Fahrkosten bei einer ambulanten Behandlung
Fahrten zu einer ambulanten Behandlung bedürfen grundsätzlich der vorherigen Genehmigung durch die Krankenkasse. Für Pflegebedürftige mit Pflegegrad 3, wenn sie dauerhaft in ihrer Mobilität eingeschränkt sind, und für alle Pflegebedürftigen mit Pflegegrad 4 oder 5 sowie für Menschen mit Behinderungen mit dem Kennzeichen „aG“ (außergewöhnliche Gehbehinderung), „Bl“ (blind) oder „H“ (hilflos) in ihrem Schwerbehindertenausweis werden die Kosten für medizinisch notwendige Fahrten zu einer ambulanten Behandlung abzüglich der gesetzlichen Zuzahlung übernommen. Sie gelten mit der ärztlichen Verordnung als genehmigt. Die Zuzahlung beträgt 10 Prozent des Fahrpreises, mindestens 5 Euro und maximal 10 Euro pro Fahrt, jedoch nie mehr als die tatsächlich entstandenen Kosten.

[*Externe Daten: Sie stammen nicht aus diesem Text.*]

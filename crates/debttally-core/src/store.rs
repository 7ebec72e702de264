//! Store contract for transaction records, plus the in-memory reference
//! implementation used by tests and the CLI driver.
//!
//! Persistence backends are external collaborators. The core only requires
//! two things of them: self-consistent snapshot reads (the aggregator must
//! never observe a half-written settlement) and counterparty matching
//! identical to the aggregator's normalized grouping, or the two will
//! disagree about who owes what.

use std::sync::atomic::{AtomicU64, Ordering};
use std::sync::{RwLock, RwLockReadGuard, RwLockWriteGuard};

use chrono::{DateTime, Utc};
use debttally_interpreter::{Direction, DraftRecord};
use debttally_utils::normalize_party;
use log::debug;
use rust_decimal::Decimal;

use crate::error::{CoreError, CoreResult};
use crate::record::DebtRecord;

/// Operations the core's settlement contract depends on
pub trait DebtStore {
    /// Consistent snapshot of every record, settled included
    fn fetch_all(&self) -> CoreResult<Vec<DebtRecord>>;

    /// Records for one counterparty (case-folded + trimmed match)
    fn fetch_by_counterparty(&self, counterparty: &str) -> CoreResult<Vec<DebtRecord>>;

    /// Insert a completed record
    fn append(&self, record: DebtRecord) -> CoreResult<()>;

    /// Mark every unsettled record for the counterparty settled.
    /// Returns the number of records affected; zero matches is a no-op.
    fn settle_all(&self, counterparty: &str) -> CoreResult<usize>;

    /// Append a counter-transaction for a payment received. Existing
    /// records are never mutated; the payment nets out in the next
    /// aggregation.
    fn record_partial_payment(
        &self,
        counterparty: &str,
        amount: Decimal,
        now: DateTime<Utc>,
    ) -> CoreResult<DebtRecord>;

    /// Settle only unsettled lending-side records and annotate their note,
    /// leaving any payments the user made untouched
    fn mark_defaulted(&self, counterparty: &str) -> CoreResult<usize>;

    /// Signed principal over unsettled monetary records
    fn total_owed(&self, counterparty: &str) -> CoreResult<Decimal>;
}

/// In-memory store over a consistent snapshot lock
pub struct MemoryDebtStore {
    records: RwLock<Vec<DebtRecord>>,
    next_id: AtomicU64,
}

impl Default for MemoryDebtStore {
    fn default() -> Self {
        Self::new()
    }
}

impl MemoryDebtStore {
    pub fn new() -> Self {
        Self {
            records: RwLock::new(Vec::new()),
            next_id: AtomicU64::new(1),
        }
    }

    /// Materialize and append a draft from the interpreter
    pub fn add_draft(&self, draft: DraftRecord, now: DateTime<Utc>) -> CoreResult<DebtRecord> {
        let record = DebtRecord::from_draft(draft, self.allocate_id(), now);
        self.append(record.clone())?;
        Ok(record)
    }

    fn allocate_id(&self) -> String {
        format!("rec-{}", self.next_id.fetch_add(1, Ordering::Relaxed))
    }

    fn read(&self) -> CoreResult<RwLockReadGuard<'_, Vec<DebtRecord>>> {
        self.records.read().map_err(|_| CoreError::StorePoisoned)
    }

    fn write(&self) -> CoreResult<RwLockWriteGuard<'_, Vec<DebtRecord>>> {
        self.records.write().map_err(|_| CoreError::StorePoisoned)
    }
}

impl DebtStore for MemoryDebtStore {
    fn fetch_all(&self) -> CoreResult<Vec<DebtRecord>> {
        Ok(self.read()?.clone())
    }

    fn fetch_by_counterparty(&self, counterparty: &str) -> CoreResult<Vec<DebtRecord>> {
        let key = normalize_party(counterparty);
        Ok(self
            .read()?
            .iter()
            .filter(|r| r.party_key() == key)
            .cloned()
            .collect())
    }

    fn append(&self, record: DebtRecord) -> CoreResult<()> {
        debug!("appending record {} for {}", record.id, record.counterparty);
        self.write()?.push(record);
        Ok(())
    }

    fn settle_all(&self, counterparty: &str) -> CoreResult<usize> {
        let key = normalize_party(counterparty);
        let mut records = self.write()?;
        let mut affected = 0;
        for record in records
            .iter_mut()
            .filter(|r| !r.settled && r.party_key() == key)
        {
            record.settled = true;
            affected += 1;
        }
        debug!("settled {} records for {}", affected, counterparty);
        Ok(affected)
    }

    fn record_partial_payment(
        &self,
        counterparty: &str,
        amount: Decimal,
        now: DateTime<Utc>,
    ) -> CoreResult<DebtRecord> {
        let record = DebtRecord {
            id: self.allocate_id(),
            counterparty: counterparty.trim().to_string(),
            amount: Some(amount),
            item: None,
            direction: Direction::Borrowed,
            settled: false,
            created_at: now,
            due_date: None,
            interest_rate: None,
            notes: Some("Partial payment".to_string()),
            phone: None,
        };
        self.write()?.push(record.clone());
        Ok(record)
    }

    fn mark_defaulted(&self, counterparty: &str) -> CoreResult<usize> {
        let key = normalize_party(counterparty);
        let mut records = self.write()?;
        let mut affected = 0;
        for record in records.iter_mut().filter(|r| {
            !r.settled && r.direction == Direction::Lent && r.party_key() == key
        }) {
            record.settled = true;
            record.notes = Some(match record.notes.take() {
                Some(existing) if !existing.is_empty() => format!("{} (defaulted)", existing),
                _ => "Defaulted".to_string(),
            });
            affected += 1;
        }
        debug!("marked {} records defaulted for {}", affected, counterparty);
        Ok(affected)
    }

    fn total_owed(&self, counterparty: &str) -> CoreResult<Decimal> {
        let key = normalize_party(counterparty);
        Ok(self
            .read()?
            .iter()
            .filter(|r| !r.settled && r.party_key() == key)
            .map(|r| r.signed_amount())
            .sum())
    }
}

// ==================== Tests ====================

#[cfg(test)]
mod tests {
    use super::*;
    use chrono::TimeZone;

    fn now() -> DateTime<Utc> {
        Utc.with_ymd_and_hms(2024, 3, 1, 12, 0, 0).unwrap()
    }

    fn lent(store: &MemoryDebtStore, name: &str, amount: i64) -> DebtRecord {
        let draft = DraftRecord {
            counterparty: name.to_string(),
            amount: Some(Decimal::from(amount)),
            item: None,
            direction: Direction::Lent,
            due_date: None,
            interest_rate: None,
            note: None,
            phone: None,
        };
        store.add_draft(draft, now()).unwrap()
    }

    #[test]
    fn test_settle_all_is_idempotent() {
        let store = MemoryDebtStore::new();
        lent(&store, "Bob", 50);
        lent(&store, "Bob", 30);

        assert_eq!(store.settle_all("bob").unwrap(), 2);
        assert_eq!(store.total_owed("bob").unwrap(), Decimal::ZERO);
        // second call affects zero records
        assert_eq!(store.settle_all("bob").unwrap(), 0);
        // records survive for history
        assert_eq!(store.fetch_by_counterparty("Bob").unwrap().len(), 2);
    }

    #[test]
    fn test_settle_unknown_counterparty_is_noop() {
        let store = MemoryDebtStore::new();
        assert_eq!(store.settle_all("nobody").unwrap(), 0);
    }

    #[test]
    fn test_partial_payment_appends_and_nets() {
        let store = MemoryDebtStore::new();
        lent(&store, "John", 100);
        let before = store.total_owed("john").unwrap();

        let payment = store
            .record_partial_payment("John", Decimal::from(25), now())
            .unwrap();
        assert_eq!(payment.direction, Direction::Borrowed);
        assert!(!payment.settled);
        assert_eq!(payment.notes, Some("Partial payment".to_string()));

        assert_eq!(store.fetch_all().unwrap().len(), 2);
        assert_eq!(
            store.total_owed("john").unwrap(),
            before - Decimal::from(25)
        );
    }

    #[test]
    fn test_mark_defaulted_spares_user_payments() {
        let store = MemoryDebtStore::new();
        lent(&store, "Kim", 100);
        store
            .record_partial_payment("Kim", Decimal::from(20), now())
            .unwrap();

        assert_eq!(store.mark_defaulted("kim").unwrap(), 1);
        let records = store.fetch_by_counterparty("Kim").unwrap();
        let loan = records.iter().find(|r| r.direction == Direction::Lent).unwrap();
        assert!(loan.settled);
        assert_eq!(loan.notes, Some("Defaulted".to_string()));
        let payment = records
            .iter()
            .find(|r| r.direction == Direction::Borrowed)
            .unwrap();
        assert!(!payment.settled);
        assert_eq!(payment.notes, Some("Partial payment".to_string()));
    }

    #[test]
    fn test_mark_defaulted_appends_to_existing_note() {
        let store = MemoryDebtStore::new();
        let record = lent(&store, "Kim", 100);
        {
            let mut records = store.records.write().unwrap();
            records
                .iter_mut()
                .find(|r| r.id == record.id)
                .unwrap()
                .notes = Some("collateral: watch".to_string());
        }
        store.mark_defaulted("Kim").unwrap();
        let records = store.fetch_by_counterparty("Kim").unwrap();
        assert_eq!(
            records[0].notes,
            Some("collateral: watch (defaulted)".to_string())
        );
    }

    #[test]
    fn test_counterparty_matching_is_normalized() {
        let store = MemoryDebtStore::new();
        lent(&store, "John", 40);
        lent(&store, " JOHN ", 10);

        assert_eq!(store.total_owed("john").unwrap(), Decimal::from(50));
        assert_eq!(store.fetch_by_counterparty("  John").unwrap().len(), 2);
        assert_eq!(store.settle_all("JOHN").unwrap(), 2);
    }

    #[test]
    fn test_ids_are_unique() {
        let store = MemoryDebtStore::new();
        let a = lent(&store, "A", 1);
        let b = lent(&store, "A", 1);
        assert_ne!(a.id, b.id);
    }
}
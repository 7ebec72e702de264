//! Transaction record DTO shared with external stores

use chrono::{DateTime, Utc};
use debttally_interpreter::{Direction, DraftRecord};
use debttally_utils::normalize_party;
use rust_decimal::Decimal;
use serde::{Deserialize, Serialize};

/// One logged loan or repayment.
///
/// Exactly one of `amount`/`item` is populated. Settled records contribute
/// nothing to principal, interest, or overdue state but stay retrievable
/// for history.
#[derive(Debug, Clone, Serialize, Deserialize)]
pub struct DebtRecord {
    /// Opaque unique id, assigned by the store
    pub id: String,
    /// Counterparty name; compared case-folded + trimmed everywhere
    pub counterparty: String,
    /// Monetary amount; mutually exclusive with `item`
    pub amount: Option<Decimal>,
    /// Item name for non-monetary loans; mutually exclusive with `amount`
    pub item: Option<String>,
    /// Direction relative to the user
    pub direction: Direction,
    /// Excluded from aggregation once true
    pub settled: bool,
    /// Interest/overdue clock origin
    pub created_at: DateTime<Utc>,
    /// Overrides created-at + grace for item overdue checks
    pub due_date: Option<DateTime<Utc>>,
    /// Weekly rate as a fraction; active only while unsettled, lending-side
    pub interest_rate: Option<Decimal>,
    pub notes: Option<String>,
    pub phone: Option<String>,
}

impl DebtRecord {
    /// Materialize an interpreter draft into a persistable record
    pub fn from_draft(draft: DraftRecord, id: String, created_at: DateTime<Utc>) -> Self {
        Self {
            id,
            counterparty: draft.counterparty,
            amount: draft.amount,
            item: draft.item,
            direction: draft.direction,
            settled: false,
            created_at,
            due_date: draft.due_date,
            interest_rate: draft.interest_rate,
            notes: draft.note,
            phone: draft.phone,
        }
    }

    /// Normalized grouping key for this record's counterparty
    pub fn party_key(&self) -> String {
        normalize_party(&self.counterparty)
    }

    /// Signed contribution to principal: positive when owed to the user.
    /// Records without an amount contribute zero.
    pub fn signed_amount(&self) -> Decimal {
        let amount = match self.amount {
            Some(amount) => amount,
            None => return Decimal::ZERO,
        };
        match self.direction {
            Direction::Lent => amount,
            Direction::Borrowed => -amount,
        }
    }

    /// Whether this record carries money rather than an item
    pub fn is_monetary(&self) -> bool {
        self.amount.is_some()
    }

    /// Plain key-value view for persistence and export layers
    pub fn to_kv(&self) -> serde_json::Value {
        serde_json::to_value(self).unwrap_or(serde_json::Value::Null)
    }
}

// ==================== Tests ====================

#[cfg(test)]
mod tests {
    use super::*;
    use chrono::TimeZone;

    fn record(direction: Direction, amount: i64) -> DebtRecord {
        DebtRecord {
            id: "rec-1".to_string(),
            counterparty: "John".to_string(),
            amount: Some(Decimal::from(amount)),
            item: None,
            direction,
            settled: false,
            created_at: Utc.with_ymd_and_hms(2024, 1, 1, 0, 0, 0).unwrap(),
            due_date: None,
            interest_rate: None,
            notes: None,
            phone: None,
        }
    }

    #[test]
    fn test_signed_amount_by_direction() {
        assert_eq!(record(Direction::Lent, 100).signed_amount(), Decimal::from(100));
        assert_eq!(record(Direction::Borrowed, 100).signed_amount(), Decimal::from(-100));
    }

    #[test]
    fn test_party_key_normalizes() {
        let mut r = record(Direction::Lent, 10);
        r.counterparty = "  JOHN ".to_string();
        assert_eq!(r.party_key(), "john");
    }

    #[test]
    fn test_kv_view_round_trips() {
        let r = record(Direction::Lent, 100);
        let kv = r.to_kv();
        assert_eq!(kv["counterparty"], "John");
        assert_eq!(kv["direction"], "lent");
        let back: DebtRecord = serde_json::from_value(kv).unwrap();
        assert_eq!(back.signed_amount(), Decimal::from(100));
    }
}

Leistungen der Krankenkassen für pflegende Angehörige
Damit pflegende Angehörige Angebote zur medizinischen Vorsorge oder Rehabilitation der Krankenkassen leichter in Anspruch nehmen können, sind ihre besonderen Belange zu berücksichtigen. Pflegende Angehörige können nach ärztlicher Verordnung eine von der Krankenkasse zu genehmigende stationäre Rehabilitation in Anspruch nehmen, ohne dass zuvor ambulante Leistungen durchgeführt worden sind.
Zudem haben pflegende Angehörige bei einer eigenen Rehabilitationsmaßnahme die Möglichkeit, die pflegebedürftige Person in die Rehabilitationseinrichtung mitzunehmen. Wenn die pflegebedürftige Person in derselben Reha-Einrichtung wie der pflegende Angehörige versorgt werden kann, übernehmen die Krankenkassen die Kosten. Sollen Pflegebedürftige in einer anderen Einrichtung aufgenommen werden, muss die Krankenkasse in Zusammenarbeit mit der Pflegekasse der pflegebedürftigen Person die Versorgung organisieren. Dabei kann die Versorgung der pflegebedürftigen Person in dieser Zeit zum Beispiel in einer vollstationären Pflegeeinrichtung in der Nähe der Rehabilitationseinrichtung organisiert werden, damit der Kontakt erhalten bleibt. Natürlich kann die pflegebedürftige Person in dieser Zeit vorübergehend aber auch in einer anderen vollstationären Pflegeeinrichtung untergebracht werden oder zu Hause in ihrer gewohnten Umgebung bleiben. In diesen Fällen richten sich die Leistungsansprüche der Pflegebedürftigen jeweils nach dem Pflegeversicherungsrecht im Elften Buch Sozialgesetzbuch (SGB XI).
Pflegekassen und Pflegestützpunkte haben pflegende Angehörige entsprechend zu beraten. Rehabilitationsleistungen für erwerbstätige pflegende Angehörige liegen weiterhin in der Verantwortung der gesetzlichen Rentenversicherung.